Plakat-Kampagne Gegen Gewalt an der Frau
Täglich werden weltweit die Menschenrechte von Frauen verletzt. Die Organisation Terres des Femmes macht mit einer Plakat-Aktion dagegen mobil.
Täglich werden weltweit die Menschenrechte von Frauen verletzt. Um eine breite Öffentlichkeit für dieses Thema zu sensibilisieren, hat die Organisation Terres des Femmes anlässlich des Weltfrauentags die Kampagne „Gewalt gegen Frauen ist Alltag“ gestartet. Prominente wie die Schauspielerinnen Sibele Kekilli (siehe Bild) und Nina Hoss unterstützen die Aktion.Mit der Plakat- und Anzeigenkampagne möchte die Frauenrechtsorganisation Terres des Femmes die Sorgen und Nöte von misshandelten Frauen bundesweit öffentlich machen. Auch sollen Spendengelder gesammelt werden, die den Betroffenen zugute kommen. Die von der Werbeagentur Heymann Schnell umgesetzte Aktion behandelt wichtige Themen wie häusliche Gewalt, Eheverbrechen, Genitalverstümmelung, Verschleppung, Zwangsprostitution und Steinigung.
Gleichzeitig soll der Öffentlichkeit vermittelt werden, dass Gewalt gegen Frauen ein weit verbreitetes Problem ist, in Deutschland, Europa und auf der ganzen Welt. „Gewalt gegen Frauen, das ist die Ohrfeige in deutschen Wohnzimmern, aber auch die Genitalverstümmelung an Frauen in Afrika“, sagt René Heymann, Agenturchef von Heymann Schnell.
Zusammen mit Terres des Femmes hat seine Agentur ein Werbekonzept entwickelt, das bewusst auf aggressive und provozierende Schock-Darstellungen verzichtet. Die Kampagne funktioniert auf subtilere Weise. Sie lässt das Entsetzen im Kopf des Betrachters entstehen und soll so zum Nachdenken anregen.
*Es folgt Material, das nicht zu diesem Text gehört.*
use crate::backend::{Connector, Handle};
use crate::error::DbError;
use crate::lifecycle::{Lifecycle, Resolution, SessionState};
use crate::sqlite::SqliteConnector;
use crate::statement;
use core_types::{Outcome, Row, Value};
use std::fmt::Display;
use uuid::Uuid;

/// Scoped, blocking access to one data store.
///
/// Holds only the locator and the connector; every call opens its own private
/// handle and releases it before returning.
#[derive(Debug, Clone)]
pub struct ScopedConnection<C: Connector = SqliteConnector> {
    connector: C,
    target: String,
}

impl ScopedConnection<SqliteConnector> {
    /// Scoped access to the SQLite database at `target`.
    pub fn new(target: impl Into<String>) -> Result<Self, DbError> {
        Self::with_connector(target, SqliteConnector::default())
    }
}

impl<C: Connector> ScopedConnection<C> {
    pub fn with_connector(target: impl Into<String>, connector: C) -> Result<Self, DbError> {
        let target = target.into();
        if target.trim().is_empty() {
            return Err(DbError::connection(&target, "target must not be empty"));
        }
        Ok(Self { connector, target })
    }

    pub fn target(&self) -> &str {
        &self.target
    }

    /// Opens a session and hands back its guard.
    ///
    /// The guard must be finished with [`Session::commit`] or
    /// [`Session::rollback`]; if it is dropped instead, it rolls back.
    pub fn open(&self) -> Result<Session<C::Handle>, DbError> {
        tracing::debug!("Opening database connection to: {}", self.target);
        let handle = self.connector.connect(&self.target).inspect_err(|e| {
            tracing::error!(error = %e, "Error connecting to database");
        })?;
        Ok(Session::new(self.target.clone(), handle))
    }

    /// Runs `body` inside a session.
    ///
    /// `Ok` commits, then closes. `Err` rolls back, closes, and returns the
    /// body's error untouched. Failures of the lifecycle itself reach the caller
    /// through `E: From<DbError>`.
    pub fn scope<T, E, F>(&self, body: F) -> Result<T, E>
    where
        F: FnOnce(&mut Session<C::Handle>) -> Result<T, E>,
        E: From<DbError> + Display,
    {
        let mut session = self.open()?;
        let result = body(&mut session);
        finish(session, result)
    }

    /// Runs one statement inside a session and passes its outcome to `body`.
    ///
    /// Reads yield every row; writes yield the affected-row count. The session
    /// settles on `body`'s result exactly as in [`ScopedConnection::scope`].
    pub fn execute<T, E, F>(&self, statement: &str, params: &[Value], body: F) -> Result<T, E>
    where
        F: FnOnce(Outcome) -> Result<T, E>,
        E: From<DbError> + Display,
    {
        let mut session = self.open()?;
        let result = session.run(statement, params).map_err(E::from).and_then(body);
        finish(session, result)
    }

    /// Runs one statement and commits.
    pub fn run(&self, statement: &str, params: &[Value]) -> Result<Outcome, DbError> {
        self.execute(statement, params, Ok)
    }
}

/// Settles a session on the result of its body.
fn finish<H, T, E>(session: Session<H>, result: Result<T, E>) -> Result<T, E>
where
    H: Handle,
    E: From<DbError> + Display,
{
    match result {
        Ok(value) => {
            session.commit()?;
            Ok(value)
        }
        Err(fault) => {
            let id = session.id();
            tracing::warn!(session = %id, "Database transaction rolled back due to: {}", fault);
            // The body's error wins over anything that goes wrong while releasing.
            if let Err(release_error) = session.rollback() {
                tracing::error!(
                    session = %id,
                    error = %release_error,
                    "Release failed after a faulted scope; returning the original error"
                );
            }
            Err(fault)
        }
    }
}

/// One open unit of work.
///
/// Every statement issued through a session runs in the same transaction.
pub struct Session<H: Handle> {
    id: Uuid,
    target: String,
    handle: Option<H>,
    lifecycle: Lifecycle,
}

impl<H: Handle> Session<H> {
    fn new(target: String, handle: H) -> Self {
        let mut lifecycle = Lifecycle::new();
        lifecycle.open();
        let id = Uuid::new_v4();
        tracing::debug!(session = %id, "Database connection established successfully");
        Self {
            id,
            target,
            handle: Some(handle),
            lifecycle,
        }
    }

    pub fn id(&self) -> Uuid {
        self.id
    }

    pub fn target(&self) -> &str {
        &self.target
    }

    pub fn state(&self) -> SessionState {
        self.lifecycle.state()
    }

    /// Runs a statement. Statements that only read return their rows; anything
    /// that writes, including `WITH ... DELETE` and `INSERT ... RETURNING`,
    /// returns the affected-row count.
    pub fn run(&mut self, statement: &str, params: &[Value]) -> Result<Outcome, DbError> {
        statement::prepare(self.id, statement, params)?;
        let outcome = self.handle_mut()?.run(statement, params)?;
        match &outcome {
            Outcome::Rows(rows) => {
                tracing::debug!(session = %self.id, "Query executed successfully, {} rows returned", rows.len())
            }
            Outcome::Affected(affected) => {
                tracing::debug!(session = %self.id, "Query executed successfully, {} rows affected", affected)
            }
        }
        Ok(outcome)
    }

    pub fn query(&mut self, statement: &str, params: &[Value]) -> Result<Vec<Row>, DbError> {
        statement::prepare(self.id, statement, params)?;
        self.handle_mut()?.query(statement, params)
    }

    /// Runs a statement and returns the number of rows it changed.
    pub fn execute(&mut self, statement: &str, params: &[Value]) -> Result<u64, DbError> {
        statement::prepare(self.id, statement, params)?;
        self.handle_mut()?.execute(statement, params)
    }

    /// Persists everything done in this session, then closes it.
    ///
    /// The handle is closed even if the commit fails; the commit error is the one
    /// returned. A close failure after a good commit is returned as `Release`.
    pub fn commit(mut self) -> Result<(), DbError> {
        self.release(Resolution::Commit)
    }

    /// Discards everything done in this session, then closes it.
    pub fn rollback(mut self) -> Result<(), DbError> {
        self.release(Resolution::Rollback)
    }

    fn handle_mut(&mut self) -> Result<&mut H, DbError> {
        self.handle
            .as_mut()
            .ok_or_else(|| DbError::Query("session has already been released".to_string()))
    }

    fn release(&mut self, resolution: Resolution) -> Result<(), DbError> {
        // Nothing was ever acquired, or release already ran.
        let Some(handle) = self.handle.as_mut() else {
            return Ok(());
        };

        // 1. Perform the decision.
        let decided = match resolution {
            Resolution::Commit => handle.commit(),
            Resolution::Rollback => handle.rollback(),
        };
        // A failed commit persisted nothing; closing below discards the transaction.
        let settled = match (&decided, resolution) {
            (Ok(()), Resolution::Commit) => Resolution::Commit,
            _ => Resolution::Rollback,
        };
        self.lifecycle.resolve(settled);
        match &decided {
            Ok(()) if settled == Resolution::Commit => {
                tracing::debug!(session = %self.id, "Database transaction committed")
            }
            Ok(()) => tracing::debug!(session = %self.id, "Database transaction rolled back"),
            Err(e) => tracing::error!(session = %self.id, error = %e, "Failed to settle the transaction"),
        }

        // 2. Close, whatever happened above.
        let closed = match self.handle.take() {
            Some(handle) => handle.close(),
            None => Ok(()),
        };
        self.lifecycle.close();
        match &closed {
            Ok(()) => tracing::debug!(session = %self.id, "Database connection closed"),
            Err(e) => tracing::error!(session = %self.id, error = %e, "Failed to close the database connection"),
        }

        decided.and(closed)
    }
}

impl<H: Handle> Drop for Session<H> {
    fn drop(&mut self) {
        if self.handle.is_none() {
            return;
        }
        tracing::warn!(session = %self.id, "Session dropped while open, rolling back");
        if let Err(e) = self.release(Resolution::Rollback) {
            tracing::error!(session = %self.id, error = %e, "Failed to release an abandoned session");
        }
    }
}

impl<H: Handle> std::fmt::Debug for Session<H> {
    fn fmt(&self, f: &mut std::fmt::Formatter<'_>) -> std::fmt::Result {
        f.debug_struct("Session")
            .field("id", &self.id)
            .field("target", &self.target)
            .field("state", &self.lifecycle.state())
            .finish()
    }
}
Die Schauspielerin Nina Hoss sagte in einer Pressekonferenz: Für mich ist die Genitalverstümmelung Folter und eines der schlimmsten Verbrechen, die im Namen der sogenannten Ehre auf dieser Erde geschieht.
Die durch den Film Gegen die Wand bekannt gewordene Türkin Sibel Kekilli verwies außerdem darauf, dass laut einem UN-Bericht 5000 Frauen im Namen der Ehre weltweit ermordet wurden. Die Dunkelziffer sei wahrscheinlich viel höher.